Abri des muses, musée aux milliers d’ouvrages, Telle est la forêt d’automne où le vent, la pluie, Les rayons du soleil, les heures et les jours, Sans interruption composent l’éphémère Que chacun des yeux peut saisir et contempler Connaissant qu’il ne le verra pas reparaître. Considérez qu’en l’instant même où je vous parle Tout s’ensevelit dans la brume ensoleillée, Celle même dont Zeus avait accoutumé De s’envelopper pendant ses épiphanies. Il est des hommes qui s’en souviennent encore : Ils n’ont plus d’histoire : ils s’agenouillent et prient ; Ils écoutent ainsi l’évangile de Jean ; Ils voient la rive, le Verbe et la Vérité.

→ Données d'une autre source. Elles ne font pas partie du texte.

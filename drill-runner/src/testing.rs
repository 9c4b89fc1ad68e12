//! Shared test fixtures: sample tasks, temp dirs, recording and scripted fakes

use anyhow::anyhow;
use async_trait::async_trait;
use drill_core::domain::pipeline::PipelineDescription;
use drill_core::domain::progress::{ProgressMarker, ProgressPhase};
use drill_core::domain::status::{StepStatus, TaskStatus};
use drill_core::domain::task::{Task, TaskId};
use drill_core::dto::event::TaskEvent;
use std::collections::HashSet;
use std::path::{Path, PathBuf};
use std::sync::atomic::{AtomicUsize, Ordering};
use std::sync::{Arc, Mutex};
use std::time::{Duration, Instant};
use tempfile::TempDir;
use tokio::io::{AsyncReadExt, AsyncWriteExt};
use tokio::net::TcpListener;

use crate::collaborators::{Finding, LintOutput, Linter, SourceSync, SyncOutput};
use crate::config::Config;
use crate::context::WorkerContext;
use crate::error::StepError;
use crate::jobs::{JobHandler, JobRunner, StepContext};
use crate::repository::Reporter;

/// Creates a fresh, empty directory that is removed when dropped
pub fn temp_dir(prefix: &str) -> TempDir {
    tempfile::Builder::new()
        .prefix(&format!("drill-{}-", prefix))
        .tempdir()
        .unwrap()
}

pub fn sample_task(task_id: TaskId) -> Task {
    Task {
        task_id,
        app_name: "demo".to_string(),
        branch: "main".to_string(),
        git_url: "https://git.example.com/team/demo.git".to_string(),
        pipeline: PipelineDescription::default(),
    }
}

pub fn test_context(jobs: JobRunner, reporter: Arc<dyn Reporter>) -> Arc<WorkerContext> {
    test_context_with(Config::default(), jobs, reporter)
}

pub fn test_context_with(
    config: Config,
    jobs: JobRunner,
    reporter: Arc<dyn Reporter>,
) -> Arc<WorkerContext> {
    WorkerContext::new(config, reporter, jobs)
}

/// Polls `condition` until it holds, panicking after `timeout`
pub async fn eventually(timeout: Duration, condition: impl Fn() -> bool) {
    let started = Instant::now();
    while !condition() {
        assert!(started.elapsed() < timeout, "condition not met within {:?}", timeout);
        tokio::time::sleep(Duration::from_millis(20)).await;
    }
}

/// Serves one canned HTTP response per connection, in order
///
/// Returns the base URL to point a client at.
pub async fn serve_responses(responses: Vec<(&'static str, String)>) -> String {
    let listener = TcpListener::bind("127.0.0.1:0").await.unwrap();
    let addr = listener.local_addr().unwrap();

    tokio::spawn(async move {
        for (status_line, body) in responses {
            let (mut socket, _) = listener.accept().await.unwrap();
            let mut request = Vec::new();
            let mut buf = [0u8; 4096];
            while !request.windows(4).any(|w| w == b"\r\n\r\n") {
                let n = socket.read(&mut buf).await.unwrap();
                if n == 0 {
                    break;
                }
                request.extend_from_slice(&buf[..n]);
            }

            let response = format!(
                "HTTP/1.1 {}\r\ncontent-type: application/json\r\ncontent-length: {}\r\nconnection: close\r\n\r\n{}",
                status_line,
                body.len(),
                body
            );
            socket.write_all(response.as_bytes()).await.unwrap();
            let _ = socket.shutdown().await;
        }
    });

    format!("http://{}", addr)
}

/// Reporter that keeps every event in memory
#[derive(Default)]
pub struct RecordingReporter {
    events: Mutex<Vec<TaskEvent>>,
}

impl RecordingReporter {
    pub fn events(&self) -> Vec<TaskEvent> {
        self.events.lock().unwrap().clone()
    }

    /// Phases of the progress markers reported for `step`
    pub fn step_markers(&self, step: &str) -> Vec<ProgressPhase> {
        self.step_updates(step)
            .into_iter()
            .filter_map(|(_, logs)| ProgressMarker::parse_line(&logs).map(|m| m.phase))
            .collect()
    }

    /// Statuses of the non-marker updates reported for `step`
    pub fn step_statuses(&self, step: &str) -> Vec<StepStatus> {
        self.step_updates(step)
            .into_iter()
            .filter(|(_, logs)| ProgressMarker::parse_line(logs).is_none())
            .map(|(status, _)| status)
            .collect()
    }

    pub fn task_statuses(&self, task_id: TaskId) -> Vec<TaskStatus> {
        self.task_updates(task_id)
            .into_iter()
            .map(|(status, _)| status)
            .collect()
    }

    /// Log appends of every task-level update, concatenated
    pub fn task_logs(&self, task_id: TaskId) -> String {
        self.task_updates(task_id)
            .into_iter()
            .map(|(_, logs)| logs)
            .collect()
    }

    /// Task updates and terminal step updates, in report order
    ///
    /// Progress markers and step `Running` appends are left out. Entries read
    /// `"task Running"` or `"<step> Success"`.
    pub fn milestones(&self) -> Vec<String> {
        self.events()
            .into_iter()
            .filter_map(|event| match event {
                TaskEvent::Task { update, .. } => Some(format!("task {:?}", update.status)),
                TaskEvent::Step { update, .. }
                    if update.status != StepStatus::Running
                        && ProgressMarker::parse_line(&update.logs_append).is_none() =>
                {
                    Some(format!("{} {:?}", update.step_name, update.status))
                }
                TaskEvent::Step { .. } => None,
            })
            .collect()
    }

    fn step_updates(&self, step: &str) -> Vec<(StepStatus, String)> {
        self.events()
            .into_iter()
            .filter_map(|event| match event {
                TaskEvent::Step { update, .. } if update.step_name == step => {
                    Some((update.status, update.logs_append))
                }
                _ => None,
            })
            .collect()
    }

    fn task_updates(&self, task_id: TaskId) -> Vec<(TaskStatus, String)> {
        self.events()
            .into_iter()
            .filter_map(|event| match event {
                TaskEvent::Task { task_id: id, update } if id == task_id => {
                    Some((update.status, update.logs_append))
                }
                _ => None,
            })
            .collect()
    }
}

#[async_trait]
impl Reporter for RecordingReporter {
    async fn report(&self, event: TaskEvent) {
        self.events.lock().unwrap().push(event);
    }
}

/// Job handler that records the steps it runs and reports like a real one
///
/// Clones share their call log and counters.
#[derive(Clone, Default)]
pub struct CountingHandler {
    calls: Arc<Mutex<Vec<String>>>,
    failing: HashSet<String>,
    panicking: HashSet<String>,
    delay: Option<Duration>,
    active: Arc<AtomicUsize>,
    peak: Arc<AtomicUsize>,
    completed: Arc<AtomicUsize>,
}

impl CountingHandler {
    pub fn failing_on(mut self, step: &str) -> Self {
        self.failing.insert(step.to_string());
        self
    }

    pub fn panicking_on(mut self, step: &str) -> Self {
        self.panicking.insert(step.to_string());
        self
    }

    pub fn with_delay(mut self, delay: Duration) -> Self {
        self.delay = Some(delay);
        self
    }

    /// Step names in the order the handler was entered
    pub fn calls(&self) -> Vec<String> {
        self.calls.lock().unwrap().clone()
    }

    pub fn completed(&self) -> usize {
        self.completed.load(Ordering::SeqCst)
    }

    /// Highest number of steps observed running at once
    pub fn peak_concurrency(&self) -> usize {
        self.peak.load(Ordering::SeqCst)
    }
}

#[async_trait]
impl JobHandler for CountingHandler {
    async fn run(
        &self,
        step: &StepContext<'_>,
        _payload: &serde_json::Value,
    ) -> Result<(), StepError> {
        let name = step.step_name.to_string();
        self.calls.lock().unwrap().push(name.clone());

        let active = self.active.fetch_add(1, Ordering::SeqCst) + 1;
        self.peak.fetch_max(active, Ordering::SeqCst);
        if let Some(delay) = self.delay {
            tokio::time::sleep(delay).await;
        }
        self.active.fetch_sub(1, Ordering::SeqCst);
        self.completed.fetch_add(1, Ordering::SeqCst);

        if self.panicking.contains(&name) {
            panic!("handler exploded on {}", name);
        }

        if self.failing.contains(&name) {
            step.report(StepStatus::Failed, format!("{} failed\n", name))
                .await;
            Err(StepError::Command(format!("{} failed", name)))
        } else {
            step.report(StepStatus::Success, format!("{} ok\n", name))
                .await;
            Ok(())
        }
    }
}

/// Source sync with a fixed outcome
pub struct ScriptedSync {
    progress: String,
    error: Option<String>,
    calls: Mutex<Vec<(String, PathBuf, String)>>,
}

impl ScriptedSync {
    pub fn succeeding(progress: &str) -> Self {
        Self {
            progress: progress.to_string(),
            error: None,
            calls: Mutex::new(Vec::new()),
        }
    }

    pub fn failing(progress: &str, error: &str) -> Self {
        Self {
            error: Some(error.to_string()),
            ..Self::succeeding(progress)
        }
    }

    /// `(remote url, local dir, token)` of every call
    pub fn calls(&self) -> Vec<(String, PathBuf, String)> {
        self.calls.lock().unwrap().clone()
    }
}

#[async_trait]
impl SourceSync for ScriptedSync {
    async fn sync(&self, remote_url: &str, local_dir: &Path, token: &str) -> SyncOutput {
        self.calls.lock().unwrap().push((
            remote_url.to_string(),
            local_dir.to_path_buf(),
            token.to_string(),
        ));
        SyncOutput {
            progress: self.progress.clone(),
            result: match &self.error {
                Some(message) => Err(anyhow!(message.clone())),
                None => Ok(()),
            },
        }
    }
}

/// Linter with a fixed outcome
pub struct ScriptedLinter {
    findings: Vec<Finding>,
    error: Option<String>,
    targets: Mutex<Vec<PathBuf>>,
}

impl ScriptedLinter {
    pub fn clean(findings: Vec<Finding>) -> Self {
        Self {
            findings,
            error: None,
            targets: Mutex::new(Vec::new()),
        }
    }

    pub fn failing(findings: Vec<Finding>, error: &str) -> Self {
        Self {
            error: Some(error.to_string()),
            ..Self::clean(findings)
        }
    }

    pub fn targets(&self) -> Vec<PathBuf> {
        self.targets.lock().unwrap().clone()
    }
}

#[async_trait]
impl Linter for ScriptedLinter {
    async fn lint(&self, target: &Path) -> LintOutput {
        self.targets.lock().unwrap().push(target.to_path_buf());
        LintOutput {
            findings: self.findings.clone(),
            result: match &self.error {
                Some(message) => Err(anyhow!(message.clone())),
                None => Ok(()),
            },
        }
    }
}

mod tests {
    use super::*;

    #[test]
    fn test_temp_dir_is_removed_on_drop() {
        let dir = temp_dir("fixture");
        let path = dir.path().to_path_buf();
        std::fs::write(path.join("inbox.sled"), b"data").unwrap();
        assert!(path.is_dir());

        drop(dir);
        assert!(!path.exists());
    }
}
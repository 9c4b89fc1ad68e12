//! Worker pool
//!
//! A fixed number of workers share the receiving end of the hand-off channel.
//! Each worker runs one task at a time and never exits because a task
//! failed, including when a job handler panics.

use drill_core::domain::status::TaskStatus;
use drill_core::domain::task::Task;
use std::sync::Arc;
use tokio::sync::{Mutex, mpsc};
use tokio::task::{JoinError, JoinHandle};
use tracing::{error, info};

use crate::context::WorkerContext;
use crate::service::PipelineExecutor;

/// Starts `config.parallel_workers` workers reading from `tasks`
///
/// Workers stop once the sending side of `tasks` is dropped and drained.
pub fn spawn(ctx: Arc<WorkerContext>, tasks: mpsc::Receiver<Task>) -> Vec<JoinHandle<()>> {
    let size = ctx.config.parallel_workers.max(1);
    let tasks = Arc::new(Mutex::new(tasks));

    info!("Starting {} worker(s)", size);
    (0..size)
        .map(|worker_id| {
            tokio::spawn(worker_loop(
                worker_id,
                Arc::clone(&ctx),
                Arc::clone(&tasks),
            ))
        })
        .collect()
}

async fn worker_loop(
    worker_id: usize,
    ctx: Arc<WorkerContext>,
    tasks: Arc<Mutex<mpsc::Receiver<Task>>>,
) {
    loop {
        // Only the lock holder waits on the channel; the others queue on the lock
        let next = tasks.lock().await.recv().await;
        let Some(task) = next else {
            info!(worker_id, "Hand-off closed, worker stopping");
            return;
        };

        let task_id = task.task_id;
        let status = process_task(&ctx, task).await;
        info!(worker_id, task_id, %status, "Task finished");
    }
}

/// Runs one task end to end and reports its lifecycle
///
/// Reports `Running`, executes the pipeline in its own tokio task, then
/// reports the terminal status. A failure (or a panic inside a handler) is
/// reported as `Failed` with `task failed: <error>` as the log append.
pub async fn process_task(ctx: &Arc<WorkerContext>, task: Task) -> TaskStatus {
    let task_id = task.task_id;
    info!(
        task_id,
        app = %task.app_name,
        branch = %task.branch,
        "Starting task"
    );
    ctx.reporter
        .task_update(task_id, TaskStatus::Running, String::new())
        .await;

    let executor = PipelineExecutor::new(Arc::clone(ctx));
    let outcome = tokio::spawn(async move { executor.run(&task).await }).await;

    let (status, logs) = match outcome {
        Ok(Ok(())) => (TaskStatus::Success, String::new()),
        Ok(Err(e)) => {
            error!(task_id, "Task failed: {}", e);
            (TaskStatus::Failed, format!("task failed: {}", e))
        }
        Err(e) => {
            let reason = abort_reason(e);
            error!(task_id, "Task execution aborted: {}", reason);
            (TaskStatus::Failed, format!("task failed: {}", reason))
        }
    };

    ctx.reporter.task_update(task_id, status, logs).await;
    status
}

fn abort_reason(e: JoinError) -> String {
    if !e.is_panic() {
        return "execution was cancelled".to_string();
    }

    let payload = e.into_panic();
    let message = payload
        .downcast_ref::<&str>()
        .map(|s| s.to_string())
        .or_else(|| payload.downcast_ref::<String>().cloned())
        .unwrap_or_else(|| "unknown panic".to_string());
    format!("job handler panicked: {}", message)
}

#[cfg(test)]
mod tests {
    use super::*;
    use crate::config::Config;
    use crate::jobs::{JobRunner, UnitTestHandler};
    use crate::testing::{
        CountingHandler, RecordingReporter, ScriptedLinter, ScriptedSync, eventually, sample_task,
        temp_dir, test_context_with,
    };
    use drill_core::domain::pipeline::{JobKind, PipelineDescription, Step};
    use serde_json::json;
    use std::time::Duration;
    use tempfile::TempDir;

    /// Config whose checkout root holds the sample task's checkout
    fn config_with_checkout(prefix: &str) -> (TempDir, Config) {
        let task = sample_task(0);
        let mut config = Config::default();
        let root = temp_dir(prefix);
        config.repo_storage_dir = root.path().to_path_buf();
        std::fs::create_dir_all(
            config
                .repo_storage_dir
                .join(&task.app_name)
                .join(&task.branch),
        )
        .unwrap();
        (root, config)
    }

    #[tokio::test]
    async fn test_sync_then_failing_tests_fails_task() {
        let (_root, mut config) = config_with_checkout("pool-scenario-a");
        config.unit_test_command = "echo running; exit 1".to_string();
        let reporter = Arc::new(RecordingReporter::default());
        let jobs = JobRunner::standard(
            Arc::new(ScriptedSync::succeeding("synced\n")),
            Arc::new(ScriptedLinter::clean(Vec::new())),
        );
        let ctx = test_context_with(config, jobs, reporter.clone());

        let mut task = sample_task(21);
        task.pipeline = PipelineDescription::sequential(vec![
            Step::job(
                "stepA",
                JobKind::SourceSync,
                json!({ "gitHttpUrl": "https://git.example.com/team/demo.git" }),
            ),
            Step::job("stepB", JobKind::UnitTest, json!({})),
        ]);

        let status = process_task(&ctx, task).await;

        assert_eq!(status, TaskStatus::Failed);
        assert_eq!(
            reporter.milestones(),
            vec!["task Running", "stepA Success", "stepB Failed", "task Failed"]
        );
        assert!(reporter.task_logs(21).starts_with("task failed: command failed"));
    }

    #[tokio::test]
    async fn test_parallel_success_reports_task_success_last() {
        let handler = CountingHandler::default();
        let reporter = Arc::new(RecordingReporter::default());
        let jobs = JobRunner::new().with_handler(JobKind::CodeCheck, handler.clone());
        let ctx = test_context_with(Config::default(), jobs, reporter.clone());

        let mut task = sample_task(22);
        task.pipeline = PipelineDescription::parallel(vec![
            Step::job("stepX", JobKind::CodeCheck, json!({})),
            Step::job("stepY", JobKind::CodeCheck, json!({})),
        ]);

        let status = process_task(&ctx, task).await;

        assert_eq!(status, TaskStatus::Success);
        let milestones = reporter.milestones();
        assert_eq!(milestones.len(), 4);
        assert_eq!(milestones[0], "task Running");
        let mut steps = milestones[1..3].to_vec();
        steps.sort();
        assert_eq!(steps, vec!["stepX Success", "stepY Success"]);
        assert_eq!(milestones[3], "task Success");
    }

    #[tokio::test]
    async fn test_handler_panic_fails_only_that_task() {
        let handler = CountingHandler::default().panicking_on("explode");
        let reporter = Arc::new(RecordingReporter::default());
        let mut config = Config::default();
        config.parallel_workers = 1;
        let jobs = JobRunner::new().with_handler(JobKind::CodeCheck, handler.clone());
        let ctx = test_context_with(config, jobs, reporter.clone());

        let (tx, rx) = mpsc::channel(1);
        let workers = spawn(ctx, rx);

        let mut doomed = sample_task(31);
        doomed.pipeline = PipelineDescription::sequential(vec![Step::job(
            "explode",
            JobKind::CodeCheck,
            json!({}),
        )]);
        let mut healthy = sample_task(32);
        healthy.pipeline = PipelineDescription::sequential(vec![Step::job(
            "fine",
            JobKind::CodeCheck,
            json!({}),
        )]);

        tx.send(doomed).await.unwrap();
        tx.send(healthy).await.unwrap();

        eventually(Duration::from_secs(10), || reporter.task_statuses(32).len() == 2).await;

        assert_eq!(
            reporter.task_statuses(31),
            vec![TaskStatus::Running, TaskStatus::Failed]
        );
        assert!(reporter.task_logs(31).contains("panicked"));
        assert_eq!(
            reporter.task_statuses(32),
            vec![TaskStatus::Running, TaskStatus::Success]
        );

        drop(tx);
        for worker in workers {
            worker.await.unwrap();
        }
    }

    #[tokio::test]
    async fn test_worker_continues_after_timeout() {
        let (_root, mut config) = config_with_checkout("pool-timeout");
        config.parallel_workers = 1;
        config.unit_test_command = "sleep 30".to_string();
        config.unit_test_timeout = Duration::from_millis(300);
        let reporter = Arc::new(RecordingReporter::default());
        let jobs = JobRunner::new()
            .with_handler(JobKind::UnitTest, UnitTestHandler)
            .with_handler(JobKind::CodeCheck, CountingHandler::default());
        let ctx = test_context_with(config, jobs, reporter.clone());

        let (tx, rx) = mpsc::channel(1);
        let _workers = spawn(ctx, rx);

        let mut slow = sample_task(41);
        slow.pipeline = PipelineDescription::sequential(vec![Step::job(
            "tests",
            JobKind::UnitTest,
            json!({}),
        )]);
        let mut next = sample_task(42);
        next.pipeline = PipelineDescription::sequential(vec![Step::job(
            "lint",
            JobKind::CodeCheck,
            json!({}),
        )]);

        tx.send(slow).await.unwrap();
        tx.send(next).await.unwrap();

        eventually(Duration::from_secs(10), || reporter.task_statuses(42).len() == 2).await;

        assert_eq!(
            reporter.task_statuses(41),
            vec![TaskStatus::Running, TaskStatus::Failed]
        );
        assert!(reporter.task_logs(41).contains("timed out"));
        assert_eq!(
            reporter.task_statuses(42),
            vec![TaskStatus::Running, TaskStatus::Success]
        );
    }

    #[tokio::test]
    async fn test_tasks_run_concurrently_up_to_pool_size() {
        let handler = CountingHandler::default().with_delay(Duration::from_millis(150));
        let reporter = Arc::new(RecordingReporter::default());
        let mut config = Config::default();
        config.parallel_workers = 2;
        let jobs = JobRunner::new().with_handler(JobKind::CodeCheck, handler.clone());
        let ctx = test_context_with(config, jobs, reporter.clone());

        let (tx, rx) = mpsc::channel(1);
        let _workers = spawn(ctx, rx);

        for id in 1..=4 {
            let mut task = sample_task(id);
            task.pipeline = PipelineDescription::sequential(vec![Step::job(
                format!("lint-{}", id),
                JobKind::CodeCheck,
                json!({}),
            )]);
            tx.send(task).await.unwrap();
        }

        eventually(Duration::from_secs(10), || handler.completed() == 4).await;
        assert_eq!(handler.peak_concurrency(), 2);
    }
}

Robert Marteau, mercredi 10 novembre 2010.
Né en février 1925 à Virollet (Deux-Sèvres), Robert Marteau est décédé le 16 mai 2011 à Paris. Le Centre du livre et de la lecture lui avait décerné en 2006 le Prix du livre en Poitou-Charentes pour Dans l’herbe (éd. Champ Vallon) ; en décembre 2010, il avait reçu le Prix Mallarmé pour son recueil Le Temps ordinaire (éd. Champ Vallon, 2009), dans lequel il poursuivait son vaste «journal en sonnets» qui célèbre la suite des jours et donne un prix à ce qui, sans eux, demeurerait invisible (P. Kéchichian, Le Monde, 3 juin 2011).